------ RECORDS FOR THIS EXERCISE

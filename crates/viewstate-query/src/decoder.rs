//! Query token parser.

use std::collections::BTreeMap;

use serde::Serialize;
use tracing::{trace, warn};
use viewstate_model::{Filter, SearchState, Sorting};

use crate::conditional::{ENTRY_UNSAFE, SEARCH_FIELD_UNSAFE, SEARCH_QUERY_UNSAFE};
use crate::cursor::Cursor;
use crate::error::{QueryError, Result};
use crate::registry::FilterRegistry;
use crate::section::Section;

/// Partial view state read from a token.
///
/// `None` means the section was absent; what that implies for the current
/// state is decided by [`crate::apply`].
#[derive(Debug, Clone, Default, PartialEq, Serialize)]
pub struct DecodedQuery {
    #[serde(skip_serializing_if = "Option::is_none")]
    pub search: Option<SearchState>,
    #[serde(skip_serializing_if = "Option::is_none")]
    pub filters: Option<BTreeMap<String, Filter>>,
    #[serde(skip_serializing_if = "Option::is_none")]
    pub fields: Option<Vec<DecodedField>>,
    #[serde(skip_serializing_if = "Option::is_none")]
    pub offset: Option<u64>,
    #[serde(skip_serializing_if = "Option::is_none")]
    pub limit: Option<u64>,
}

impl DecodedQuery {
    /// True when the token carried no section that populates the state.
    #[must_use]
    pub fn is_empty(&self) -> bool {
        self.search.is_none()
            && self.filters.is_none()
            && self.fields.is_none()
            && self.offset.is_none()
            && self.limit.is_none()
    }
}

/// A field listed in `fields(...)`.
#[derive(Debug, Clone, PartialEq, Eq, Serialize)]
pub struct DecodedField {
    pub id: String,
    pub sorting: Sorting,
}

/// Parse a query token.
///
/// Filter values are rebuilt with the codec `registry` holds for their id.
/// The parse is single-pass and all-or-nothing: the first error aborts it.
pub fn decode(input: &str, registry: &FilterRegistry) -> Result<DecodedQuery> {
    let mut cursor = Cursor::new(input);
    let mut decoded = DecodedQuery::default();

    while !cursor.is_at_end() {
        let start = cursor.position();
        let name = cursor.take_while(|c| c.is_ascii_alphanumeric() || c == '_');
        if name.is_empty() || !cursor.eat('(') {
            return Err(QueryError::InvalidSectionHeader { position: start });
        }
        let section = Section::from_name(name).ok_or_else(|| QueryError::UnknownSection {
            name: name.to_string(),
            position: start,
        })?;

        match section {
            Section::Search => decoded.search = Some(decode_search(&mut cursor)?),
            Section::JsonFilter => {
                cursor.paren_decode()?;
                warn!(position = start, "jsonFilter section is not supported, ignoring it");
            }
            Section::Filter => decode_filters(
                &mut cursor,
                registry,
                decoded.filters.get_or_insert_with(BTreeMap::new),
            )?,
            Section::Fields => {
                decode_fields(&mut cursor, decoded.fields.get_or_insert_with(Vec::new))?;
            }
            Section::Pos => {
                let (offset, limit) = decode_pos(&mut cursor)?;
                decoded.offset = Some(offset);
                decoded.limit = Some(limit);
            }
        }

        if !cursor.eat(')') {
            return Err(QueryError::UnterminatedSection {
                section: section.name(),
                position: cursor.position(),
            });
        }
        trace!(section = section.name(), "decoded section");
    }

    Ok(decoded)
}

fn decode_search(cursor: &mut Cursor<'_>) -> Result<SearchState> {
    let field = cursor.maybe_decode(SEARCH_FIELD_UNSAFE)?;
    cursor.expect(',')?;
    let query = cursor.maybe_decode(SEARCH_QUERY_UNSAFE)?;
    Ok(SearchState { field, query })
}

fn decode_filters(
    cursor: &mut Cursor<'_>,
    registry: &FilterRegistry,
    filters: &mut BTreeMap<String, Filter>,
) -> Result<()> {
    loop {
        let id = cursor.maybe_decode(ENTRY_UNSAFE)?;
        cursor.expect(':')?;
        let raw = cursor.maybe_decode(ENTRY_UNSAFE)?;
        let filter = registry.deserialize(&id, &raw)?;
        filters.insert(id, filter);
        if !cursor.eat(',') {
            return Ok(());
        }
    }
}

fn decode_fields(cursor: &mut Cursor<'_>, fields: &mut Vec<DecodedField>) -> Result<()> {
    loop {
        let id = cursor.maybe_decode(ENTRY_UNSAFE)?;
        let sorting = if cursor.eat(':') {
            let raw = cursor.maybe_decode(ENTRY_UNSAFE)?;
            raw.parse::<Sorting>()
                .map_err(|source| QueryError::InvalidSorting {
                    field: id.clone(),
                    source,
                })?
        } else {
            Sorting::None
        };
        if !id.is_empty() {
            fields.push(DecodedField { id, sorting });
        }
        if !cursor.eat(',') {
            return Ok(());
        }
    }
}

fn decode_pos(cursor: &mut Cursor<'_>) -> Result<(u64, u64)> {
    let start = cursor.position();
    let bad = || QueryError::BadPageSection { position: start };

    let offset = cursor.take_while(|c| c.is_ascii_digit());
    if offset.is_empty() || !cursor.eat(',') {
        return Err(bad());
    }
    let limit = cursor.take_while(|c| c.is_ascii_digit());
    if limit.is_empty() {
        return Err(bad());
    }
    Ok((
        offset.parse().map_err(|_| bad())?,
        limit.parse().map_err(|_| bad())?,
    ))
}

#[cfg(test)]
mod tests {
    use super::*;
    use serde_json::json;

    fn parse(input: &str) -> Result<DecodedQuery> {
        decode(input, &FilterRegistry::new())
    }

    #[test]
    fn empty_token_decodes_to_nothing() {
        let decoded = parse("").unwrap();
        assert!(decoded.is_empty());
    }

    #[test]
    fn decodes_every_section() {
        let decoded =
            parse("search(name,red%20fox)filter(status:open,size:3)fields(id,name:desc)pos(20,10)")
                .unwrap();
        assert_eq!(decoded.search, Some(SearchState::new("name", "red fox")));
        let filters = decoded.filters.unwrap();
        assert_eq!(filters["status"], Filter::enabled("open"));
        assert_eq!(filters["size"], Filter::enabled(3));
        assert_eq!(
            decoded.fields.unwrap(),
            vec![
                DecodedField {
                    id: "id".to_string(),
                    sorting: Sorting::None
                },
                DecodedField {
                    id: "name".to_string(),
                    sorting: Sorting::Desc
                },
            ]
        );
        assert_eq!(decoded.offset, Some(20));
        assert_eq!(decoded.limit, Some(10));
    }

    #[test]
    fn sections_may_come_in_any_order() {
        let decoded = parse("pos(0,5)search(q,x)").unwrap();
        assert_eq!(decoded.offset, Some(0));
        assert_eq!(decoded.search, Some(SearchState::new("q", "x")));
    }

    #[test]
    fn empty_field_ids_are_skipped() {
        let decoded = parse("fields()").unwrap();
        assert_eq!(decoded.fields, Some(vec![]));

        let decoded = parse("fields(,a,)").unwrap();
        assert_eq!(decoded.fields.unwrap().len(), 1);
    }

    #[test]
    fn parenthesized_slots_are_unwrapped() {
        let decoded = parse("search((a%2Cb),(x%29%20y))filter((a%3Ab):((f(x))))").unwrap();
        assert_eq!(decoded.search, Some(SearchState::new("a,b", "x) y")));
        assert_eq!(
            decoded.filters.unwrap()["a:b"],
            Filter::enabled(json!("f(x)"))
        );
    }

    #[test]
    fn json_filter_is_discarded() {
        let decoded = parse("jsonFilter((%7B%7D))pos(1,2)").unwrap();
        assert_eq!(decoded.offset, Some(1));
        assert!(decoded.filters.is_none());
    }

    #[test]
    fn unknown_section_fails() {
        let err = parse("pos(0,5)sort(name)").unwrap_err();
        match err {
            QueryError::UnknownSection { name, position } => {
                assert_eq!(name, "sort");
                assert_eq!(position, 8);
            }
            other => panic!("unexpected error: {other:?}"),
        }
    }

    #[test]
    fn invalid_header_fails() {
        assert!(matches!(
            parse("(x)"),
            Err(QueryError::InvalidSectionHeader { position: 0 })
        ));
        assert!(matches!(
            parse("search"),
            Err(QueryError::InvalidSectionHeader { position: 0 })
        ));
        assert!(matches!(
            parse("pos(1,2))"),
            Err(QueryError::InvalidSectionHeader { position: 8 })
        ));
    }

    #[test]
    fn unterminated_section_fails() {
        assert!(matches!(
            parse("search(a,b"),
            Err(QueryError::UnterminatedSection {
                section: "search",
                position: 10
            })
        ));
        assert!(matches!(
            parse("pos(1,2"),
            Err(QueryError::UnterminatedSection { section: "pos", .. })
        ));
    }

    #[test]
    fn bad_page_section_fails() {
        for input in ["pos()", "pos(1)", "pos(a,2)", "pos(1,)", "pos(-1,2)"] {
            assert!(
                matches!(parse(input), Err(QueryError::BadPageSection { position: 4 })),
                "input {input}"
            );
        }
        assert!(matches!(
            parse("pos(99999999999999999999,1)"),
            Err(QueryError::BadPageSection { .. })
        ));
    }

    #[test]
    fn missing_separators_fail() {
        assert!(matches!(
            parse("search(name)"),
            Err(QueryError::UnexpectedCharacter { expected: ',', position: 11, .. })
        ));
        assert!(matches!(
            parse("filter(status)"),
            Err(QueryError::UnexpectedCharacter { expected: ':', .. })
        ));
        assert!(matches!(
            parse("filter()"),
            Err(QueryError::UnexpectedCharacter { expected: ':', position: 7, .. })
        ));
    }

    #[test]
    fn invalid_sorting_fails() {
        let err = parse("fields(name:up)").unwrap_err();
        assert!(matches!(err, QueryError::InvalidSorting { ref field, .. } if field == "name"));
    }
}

------------
------ RECORDS FOR THIS EXERCISE

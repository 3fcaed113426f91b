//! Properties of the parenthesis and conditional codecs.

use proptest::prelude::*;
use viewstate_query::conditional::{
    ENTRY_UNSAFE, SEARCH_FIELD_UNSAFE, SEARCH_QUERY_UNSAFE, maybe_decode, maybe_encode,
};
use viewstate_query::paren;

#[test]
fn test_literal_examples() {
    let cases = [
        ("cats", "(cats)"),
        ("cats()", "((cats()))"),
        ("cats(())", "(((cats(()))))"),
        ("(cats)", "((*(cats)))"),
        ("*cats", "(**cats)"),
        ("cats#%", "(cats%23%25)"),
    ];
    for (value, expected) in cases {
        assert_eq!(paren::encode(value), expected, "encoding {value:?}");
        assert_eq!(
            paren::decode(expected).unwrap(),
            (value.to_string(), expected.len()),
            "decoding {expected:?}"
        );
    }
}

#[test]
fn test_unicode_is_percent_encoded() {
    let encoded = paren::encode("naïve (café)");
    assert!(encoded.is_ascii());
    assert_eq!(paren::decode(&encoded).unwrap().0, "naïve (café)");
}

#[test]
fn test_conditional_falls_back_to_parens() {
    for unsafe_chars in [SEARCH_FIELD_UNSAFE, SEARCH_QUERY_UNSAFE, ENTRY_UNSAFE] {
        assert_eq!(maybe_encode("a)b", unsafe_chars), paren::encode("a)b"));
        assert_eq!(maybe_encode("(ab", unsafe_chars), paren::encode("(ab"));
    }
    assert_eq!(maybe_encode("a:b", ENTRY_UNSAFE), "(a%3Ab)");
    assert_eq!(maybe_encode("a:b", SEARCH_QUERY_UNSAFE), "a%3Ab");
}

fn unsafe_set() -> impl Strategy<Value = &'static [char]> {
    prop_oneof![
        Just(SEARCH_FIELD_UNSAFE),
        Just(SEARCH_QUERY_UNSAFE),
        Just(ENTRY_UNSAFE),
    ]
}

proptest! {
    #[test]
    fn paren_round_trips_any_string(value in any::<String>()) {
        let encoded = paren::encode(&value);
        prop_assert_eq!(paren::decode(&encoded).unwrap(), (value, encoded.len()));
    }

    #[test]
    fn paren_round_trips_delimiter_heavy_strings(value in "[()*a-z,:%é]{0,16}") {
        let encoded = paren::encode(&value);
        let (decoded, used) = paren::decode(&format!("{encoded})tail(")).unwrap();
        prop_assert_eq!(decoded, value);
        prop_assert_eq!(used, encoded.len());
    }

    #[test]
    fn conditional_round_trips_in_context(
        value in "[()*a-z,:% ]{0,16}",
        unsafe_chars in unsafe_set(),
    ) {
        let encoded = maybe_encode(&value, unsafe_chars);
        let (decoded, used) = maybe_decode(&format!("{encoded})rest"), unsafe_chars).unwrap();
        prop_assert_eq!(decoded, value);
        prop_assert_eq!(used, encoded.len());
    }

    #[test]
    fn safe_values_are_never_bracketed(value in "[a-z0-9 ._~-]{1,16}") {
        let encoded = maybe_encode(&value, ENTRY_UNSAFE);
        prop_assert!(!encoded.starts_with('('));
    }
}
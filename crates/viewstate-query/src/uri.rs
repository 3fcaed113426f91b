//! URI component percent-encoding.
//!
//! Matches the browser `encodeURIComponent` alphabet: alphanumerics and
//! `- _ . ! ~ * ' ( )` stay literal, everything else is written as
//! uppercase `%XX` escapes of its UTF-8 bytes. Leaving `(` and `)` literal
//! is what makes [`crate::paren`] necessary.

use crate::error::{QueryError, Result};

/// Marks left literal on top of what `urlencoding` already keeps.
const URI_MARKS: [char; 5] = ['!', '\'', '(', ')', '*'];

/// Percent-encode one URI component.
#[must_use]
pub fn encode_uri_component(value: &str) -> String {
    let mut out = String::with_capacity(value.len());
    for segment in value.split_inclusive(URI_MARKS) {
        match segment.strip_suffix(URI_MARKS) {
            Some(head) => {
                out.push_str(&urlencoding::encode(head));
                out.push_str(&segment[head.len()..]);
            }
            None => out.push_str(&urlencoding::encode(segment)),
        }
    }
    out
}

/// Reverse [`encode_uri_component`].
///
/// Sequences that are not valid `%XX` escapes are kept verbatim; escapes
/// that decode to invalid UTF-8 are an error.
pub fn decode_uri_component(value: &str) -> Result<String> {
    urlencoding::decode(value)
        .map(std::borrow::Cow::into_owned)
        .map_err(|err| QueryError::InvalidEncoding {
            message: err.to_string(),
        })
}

------------

WHAT YOU WILL DO: Lines that contain the word "urlencoding": how many are there in the data? Give the number and nothing else.

FINISHED EXERCISE: 4